OCHA: Access to water main challenge in Sortony, North Darfur
Water and sanitation services remain below standards at the displaced site near the Unamid base in Sortony, North Darfur, where according to the International Organisation for Migration 62,129 newly displaced from Jebel Marra have taken refuge.
As of 13 March, the total number of reported displaced who fled the new bout of violence in Jebel Marra since mid-January, reached 110,273 people. About 95 percent (close to 105,000) sought refuge in North Darfur.
About 4,000 newly displaced people are reportedly sheltering in Central Darfur, and another 1,390 fled to safer places in South Darfur. There are also unconfirmed reports of up to an additional 80,000 displaced in Central Darfur as a result of the Jebel Marra conflict, the UN Office for the Coordination of Humanitarian Affairs (OCHA) reports in its latest weekly bulletin.
While assistance is being provided to the more than 62,000 displaced in Sortony, significant shortages remain. With the exception of food and health, there are gaps in most of the sectors.
Water and sanitation services remain below standards. People currently receive 1.5 litres per person per day, which is far below the Sudan Emergency Response Framework (ERF) standard of 7.5 litres per person per day. This is less than the 2.5 litres per person per day they received last week, probably related to the increased strain on existing services, OCHA reports.
So far, the drilling of boreholes has been unsuccessful and Unicef is exploring other options such as bringing-in water by lorry from Kabkabiya. Progress has been made in latrine construction and health promotion activities but more needs to be done. There are also 5,123 displaced people who are still waiting for emergency shelter and household supplies.
The Sudanese Red Crescent Society (SRCS) is currently distributing one-month food rations from the World Food Programme (WFP). The national NGO Anhar distributed nutrition supplements to 8,197 children under five years and pregnant and nursing women, to cover their needs for 15 days.
Health services are provided through three temporary clinics in the area. One clinic is run by Doctors without Border/Médecins Sans Frontières-Spain (MSF-E), and the two other clinics by Anhar; the World Health Organization (WHO) and Unicef provided Anhar with medical supplies to cover the needs for 52,000 people for one month.
On 7 March, MSF-E, with the support of the North Darfur Ministry of Health, Unicef, and WHO – launched a measles and polio (with vitamin A) vaccination campaign targeting 26,480 children from 6 months to 15 years.

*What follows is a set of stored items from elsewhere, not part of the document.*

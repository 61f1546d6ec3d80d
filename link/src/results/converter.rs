//! Per-column value converters built from type descriptors.
//!
//! A [`FieldConverter`] is built once per column and applied to every
//! payload of that column. Conversion is total: whenever a payload does not
//! match the descriptor's shape the affected field becomes NULL instead of
//! failing the page.

use log::trace;

use super::field::{MapEntry, StatementResultField};
use crate::models::{DataType, FieldType, TypeKind, WireItem};

/// Recursive converter for one type descriptor
#[derive(Debug, Clone, PartialEq)]
pub enum FieldConverter {
    Atomic(FieldType),
    Array {
        element_type: FieldType,
        element: Box<FieldConverter>,
    },
    /// MAP, and MULTISET seen as a map from element to its multiplicity
    Map {
        key_type: FieldType,
        value_type: FieldType,
        key: Box<FieldConverter>,
        value: Box<FieldConverter>,
    },
    Row {
        element_types: Vec<FieldType>,
        fields: Vec<FieldConverter>,
    },
    /// Composite descriptor without its child descriptors; yields NULL
    Unsupported,
}

impl FieldConverter {
    pub fn new(data_type: &DataType) -> Self {
        match data_type.kind() {
            TypeKind::Atomic => FieldConverter::Atomic(data_type.field_type.clone()),
            TypeKind::Array => match &data_type.element_type {
                Some(element) => FieldConverter::Array {
                    element_type: element.field_type.clone(),
                    element: Box::new(FieldConverter::new(element)),
                },
                None => FieldConverter::unsupported(data_type),
            },
            TypeKind::Multiset => match &data_type.element_type {
                Some(element) => FieldConverter::Map {
                    key_type: element.field_type.clone(),
                    value_type: FieldType::Integer,
                    key: Box::new(FieldConverter::new(element)),
                    value: Box::new(FieldConverter::Atomic(FieldType::Integer)),
                },
                None => FieldConverter::unsupported(data_type),
            },
            TypeKind::Map => match (&data_type.key_type, &data_type.value_type) {
                (Some(key), Some(value)) => FieldConverter::Map {
                    key_type: key.field_type.clone(),
                    value_type: value.field_type.clone(),
                    key: Box::new(FieldConverter::new(key)),
                    value: Box::new(FieldConverter::new(value)),
                },
                _ => FieldConverter::unsupported(data_type),
            },
            TypeKind::Row => match &data_type.fields {
                Some(fields) => FieldConverter::Row {
                    element_types: fields.iter().map(|f| f.field_type.field_type.clone()).collect(),
                    fields: fields.iter().map(|f| FieldConverter::new(&f.field_type)).collect(),
                },
                None => FieldConverter::unsupported(data_type),
            },
        }
    }

    fn unsupported(data_type: &DataType) -> Self {
        trace!("[CONVERTER] Descriptor {} has no child types", data_type.field_type);
        FieldConverter::Unsupported
    }

    /// Convert one wire payload. Never fails.
    pub fn convert(&self, item: &WireItem) -> StatementResultField {
        match (self, item) {
            (_, WireItem::Null) => StatementResultField::null(),
            // NULL-typed columns can only carry NULL
            (FieldConverter::Atomic(FieldType::Null), _) => StatementResultField::null(),
            (FieldConverter::Atomic(field_type), WireItem::Scalar(value)) => {
                StatementResultField::atomic(field_type.clone(), value.clone())
            },
            (
                FieldConverter::Array {
                    element_type,
                    element,
                },
                WireItem::List(items),
            ) => StatementResultField::Array {
                element_type: element_type.clone(),
                values: items.iter().map(|i| element.convert(i)).collect(),
            },
            (
                FieldConverter::Map {
                    key_type,
                    value_type,
                    key,
                    value,
                },
                WireItem::List(items),
            ) => {
                let mut entries = Vec::with_capacity(items.len());
                for entry in items {
                    match entry.as_list() {
                        Some([k, v]) => {
                            entries.push(MapEntry::new(key.convert(k), value.convert(v)))
                        },
                        _ => return StatementResultField::null(),
                    }
                }
                StatementResultField::Map {
                    key_type: key_type.clone(),
                    value_type: value_type.clone(),
                    entries,
                }
            },
            (
                FieldConverter::Row {
                    element_types,
                    fields,
                },
                WireItem::List(items),
            ) => {
                if items.len() != fields.len() {
                    return StatementResultField::null();
                }
                StatementResultField::Row {
                    element_types: element_types.clone(),
                    values: fields.iter().zip(items).map(|(c, i)| c.convert(i)).collect(),
                }
            },
            // Shape mismatch: list for an atomic, scalar for a composite
            _ => StatementResultField::null(),
        }
    }
}

/// Convenience for one-off conversions.
pub fn convert_field(data_type: &DataType, item: &WireItem) -> StatementResultField {
    FieldConverter::new(data_type).convert(item)
}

The campaign is ongoing.
The Sudanese Kabkabiya Smallholder Charitable Society (KSCS), with Unicef support, has formed a community-based child protection network to support child-friendly space animators in the implementation of child protection activities at the community level. A gender-based violence group has also been established to help sensitise communities.
The Jebel Marra massif lies in the centre of the Darfur region, bordering the state divisions of North, Central, and South Darfur. It is a fertile region inhabited mainly by the Fur tribe and has since 2003 been the primary stronghold of the Sudan Liberation Movement, a Fur-dominated group.

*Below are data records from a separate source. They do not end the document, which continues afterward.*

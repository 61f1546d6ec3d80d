//! Property-based tests for value conversion and row identity.

use proptest::prelude::*;

use super::converter::FieldConverter;
use super::field::{RowKey, StatementResultField};
use super::result_set::{ConversionError, ResultSetConverter};
use crate::models::{
    ColumnDetails, DataType, FieldType, ResultItem, RowFieldType, TypeKind, WireItem,
};

fn arb_atomic_type() -> impl Strategy<Value = DataType> {
    prop_oneof![
        Just(FieldType::Varchar),
        Just(FieldType::Char),
        Just(FieldType::Integer),
        Just(FieldType::Bigint),
        Just(FieldType::Boolean),
        Just(FieldType::Double),
        Just(FieldType::Date),
        Just(FieldType::Other("GEOMETRY".to_string())),
    ]
    .prop_map(DataType::atomic)
}

fn arb_data_type() -> impl Strategy<Value = DataType> {
    arb_atomic_type().prop_recursive(3, 24, 3, |inner| {
        prop_oneof![
            inner.clone().prop_map(DataType::array),
            inner.clone().prop_map(DataType::multiset),
            (inner.clone(), inner.clone()).prop_map(|(k, v)| DataType::map(k, v)),
            prop::collection::vec(inner, 1..4).prop_map(|types| {
                DataType::row(
                    types
                        .into_iter()
                        .enumerate()
                        .map(|(i, t)| RowFieldType::new(format!("f{}", i), t))
                        .collect(),
                )
            }),
        ]
    })
}

fn arb_scalar() -> impl Strategy<Value = WireItem> {
    "[a-zA-Z0-9 ,=()\\[\\]]{0,8}".prop_map(WireItem::Scalar)
}

fn child_or_varchar(child: Option<&DataType>) -> DataType {
    child
        .cloned()
        .unwrap_or_else(|| DataType::atomic(FieldType::Varchar))
}

fn pairs_to_wire(pairs: Vec<(WireItem, WireItem)>) -> WireItem {
    WireItem::List(
        pairs
            .into_iter()
            .map(|(k, v)| WireItem::List(vec![k, v]))
            .collect(),
    )
}

/// Payloads shaped exactly as the descriptor expects, NULLs included.
fn arb_value_for(data_type: &DataType) -> BoxedStrategy<WireItem> {
    let shaped: BoxedStrategy<WireItem> = match data_type.kind() {
        TypeKind::Atomic => arb_scalar().boxed(),
        TypeKind::Array => {
            let element = child_or_varchar(data_type.element_type.as_deref());
            prop::collection::vec(arb_value_for(&element), 0..4)
                .prop_map(WireItem::List)
                .boxed()
        },
        TypeKind::Multiset => {
            let element = child_or_varchar(data_type.element_type.as_deref());
            let count = "[0-9]{1,3}".prop_map(WireItem::Scalar);
            prop::collection::vec((arb_value_for(&element), count), 0..4)
                .prop_map(pairs_to_wire)
                .boxed()
        },
        TypeKind::Map => {
            let key = child_or_varchar(data_type.key_type.as_deref());
            let value = child_or_varchar(data_type.value_type.as_deref());
            prop::collection::vec((arb_value_for(&key), arb_value_for(&value)), 0..4)
                .prop_map(pairs_to_wire)
                .boxed()
        },
        TypeKind::Row => {
            let fields: Vec<BoxedStrategy<WireItem>> = data_type
                .fields
                .iter()
                .flatten()
                .map(|f| arb_value_for(&f.field_type))
                .collect();
            fields.prop_map(WireItem::List).boxed()
        },
    };
    prop_oneof![1 => Just(WireItem::Null), 4 => shaped].boxed()
}

fn arb_typed_value() -> impl Strategy<Value = (DataType, WireItem)> {
    arb_data_type().prop_flat_map(|data_type| {
        let value = arb_value_for(&data_type);
        (Just(data_type), value)
    })
}

/// Any JSON-shaped payload, unrelated to a descriptor.
fn arb_wire_item() -> impl Strategy<Value = WireItem> {
    prop_oneof![Just(WireItem::Null), arb_scalar()].prop_recursive(3, 16, 4, |inner| {
        prop::collection::vec(inner, 0..4).prop_map(WireItem::List)
    })
}

proptest! {
    #[test]
    fn test_conforming_values_round_trip((data_type, value) in arb_typed_value()) {
        let field = FieldConverter::new(&data_type).convert(&value);
        prop_assert_eq!(field.to_wire(), value);
    }

    #[test]
    fn test_conversion_is_total(data_type in arb_data_type(), value in arb_wire_item()) {
        let field = FieldConverter::new(&data_type).convert(&value);
        let shape_matches = match data_type.kind() {
            TypeKind::Atomic => matches!(value, WireItem::Scalar(_)),
            _ => matches!(value, WireItem::List(_)),
        };
        if !shape_matches {
            prop_assert!(field.is_null());
        }
    }

    #[test]
    fn test_row_key_matches_value_equality(
        (data_type, a) in arb_typed_value(),
        b_seed in any::<prop::sample::Index>(),
    ) {
        let converter = FieldConverter::new(&data_type);
        let first = converter.convert(&a);
        // Compare against itself and against a NULL of the same column
        let candidates = [a.clone(), WireItem::Null];
        let b = &candidates[b_seed.index(candidates.len())];
        let second = converter.convert(b);

        let same_key = RowKey::from_fields(std::slice::from_ref(&first))
            == RowKey::from_fields(std::slice::from_ref(&second));
        prop_assert_eq!(same_key, first == second);
    }

    #[test]
    fn test_arity_mismatch_rejects_page(
        columns in 0usize..5,
        values in 0usize..5,
    ) {
        let schema: Vec<ColumnDetails> = (0..columns)
            .map(|i| {
                ColumnDetails::new(format!("c{}", i), DataType::atomic(FieldType::Varchar))
            })
            .collect();
        let row: Vec<WireItem> = (0..values).map(|i| WireItem::scalar(i.to_string())).collect();
        let item = ResultItem::insert(row);
        let result = ResultSetConverter::new(&schema).convert(&[item]);

        if columns == values {
            let converted = result.unwrap();
            prop_assert_eq!(converted.columns.len(), columns);
            prop_assert_eq!(converted.row_count(), 1);
        } else {
            prop_assert_eq!(
                result.unwrap_err(),
                ConversionError::ColumnCountMismatch {
                    row: 0,
                    expected: columns,
                    actual: values,
                }
            );
        }
    }
}

proptest! {
    #[test]
    fn test_distinct_rows_have_distinct_keys(
        left in prop::collection::vec("[a-c,|:]{0,3}", 1..4),
        right in prop::collection::vec("[a-c,|:]{0,3}", 1..4),
    ) {
        let to_fields = |values: &Vec<String>| -> Vec<_> {
            values
                .iter()
                .map(|v| StatementResultField::atomic(FieldType::Varchar, v.clone()))
                .collect()
        };
        let (l, r) = (to_fields(&left), to_fields(&right));
        prop_assert_eq!(RowKey::from_fields(&l) == RowKey::from_fields(&r), l == r);
    }
}
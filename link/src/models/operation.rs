use serde::{Deserialize, Serialize};
use std::fmt;

/// Change kind of a result row
///
/// The gateway encodes it as an integer (`"op": 0..=3`). Insert kinds add a
/// row to the materialized table, retraction kinds remove one.
#[derive(Debug, Clone, Copy, PartialEq, Eq, Hash, Serialize, Deserialize)]
#[serde(try_from = "u8", into = "u8")]
pub enum Operation {
    /// New row
    Insert,

    /// Previous version of an updated row (retraction)
    UpdateBefore,

    /// New version of an updated row
    UpdateAfter,

    /// Removed row (retraction)
    Delete,
}

impl Operation {
    /// Insert and UpdateAfter add the row to the table view.
    pub fn is_insertion(self) -> bool {
        matches!(self, Operation::Insert | Operation::UpdateAfter)
    }

    /// Short changelog notation shown in the `Operation` column.
    pub fn as_str(self) -> &'static str {
        match self {
            Operation::Insert => "+I",
            Operation::UpdateBefore => "-U",
            Operation::UpdateAfter => "+U",
            Operation::Delete => "-D",
        }
    }
}

impl TryFrom<u8> for Operation {
    type Error = String;

    fn try_from(value: u8) -> Result<Self, Self::Error> {
        match value {
            0 => Ok(Operation::Insert),
            1 => Ok(Operation::UpdateBefore),
            2 => Ok(Operation::UpdateAfter),
            3 => Ok(Operation::Delete),
            other => Err(format!("unknown change kind {}", other)),
        }
    }
}

impl From<Operation> for u8 {
    fn from(op: Operation) -> Self {
        match op {
            Operation::Insert => 0,
            Operation::UpdateBefore => 1,
            Operation::UpdateAfter => 2,
            Operation::Delete => 3,
        }
    }
}

impl fmt::Display for Operation {
    fn fmt(&self, f: &mut fmt::Formatter<'_>) -> fmt::Result {
        f.write_str(self.as_str())
    }
}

It is the only place in Darfur where an armed opposition group maintains prolonged control over territory and the only area in Darfur to which humanitarian organisations have had no access since 2011, OCHA explains in its Jebel Marra Fact sheet of 30 September 2015.
On 15 January, the Sudanese government launched a major offensive on rebel strongholds in Mount Marra, the main mountain of the massif. The bombardments by the Sudanese Air Force and attacks by government forces caused the Jebel Marra population to flee their homes and seek refuge in nearby towns and camps for the displaced. Thousands of people are reportedly still taking shelter in caves and valleys up in the mountain.
Aid organisations continue to deliver humanitarian assistance to displaced people from Jebel Marra in accessible areas, mainly in North Darfur. By 13 March, more than 96,000 newly displaced people received emergency food and other forms of assistance.
There are also unconfirmed reports of an additional number of up to 80,000 displaced in Central Darfur as a result of the Jebel Marra conflict. The UN and partners have been unable to verify this reported displacement because of lack of access, despite several requests, the OCHA bulletin reads.